● **INSTRUCTIONS FOR THE TASK**: Set down exactly the lines below between the line holding "and checks that" and the line holding "pub use status::TxStatus;", inclusive; no other line belongs in the answer.

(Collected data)
────────────────────────────────────────
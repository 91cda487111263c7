//! # Consortium Commit
//!
//! Tracks transaction commit status as reported by replicas and checks that
//! the histories replicas report are consistent.
//!
//! - [`CommitStatusTracker`]: per-transaction status with monotonic transitions
//!   and at most one committed view per seqno
//! - [`reconstruct_history`]: rebuild the committed `view.seqno` sequence
//! - [`cross_check`]: compare two histories over their common prefix
//! - [`wait_for_commit`]: bounded wait for a transaction to commit

pub mod history;
pub mod source;
pub mod status;
pub mod tracker;
pub mod wait;

pub use history::{cross_check, parse_history, reconstruct_history};
pub use source::TxStatusSource;
pub use status::TxStatus;
pub use tracker::{CommitRecord, CommitStatusTracker};
pub use wait::wait_for_commit;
────────────────────────────────────────
● **EXERCISE OUTPUT**:
//! Tracks transaction commit status as reported by replicas and checks that
//! the histories replicas report are consistent.
//!
//! - [`CommitStatusTracker`]: per-transaction status with monotonic transitions
//!   and at most one committed view per seqno
//! - [`reconstruct_history`]: rebuild the committed `view.seqno` sequence
//! - [`cross_check`]: compare two histories over their common prefix
//! - [`wait_for_commit`]: bounded wait for a transaction to commit

pub mod history;
pub mod source;
pub mod status;
pub mod tracker;
pub mod wait;

pub use history::{cross_check, parse_history, reconstruct_history};
pub use source::TxStatusSource;
pub use status::TxStatus;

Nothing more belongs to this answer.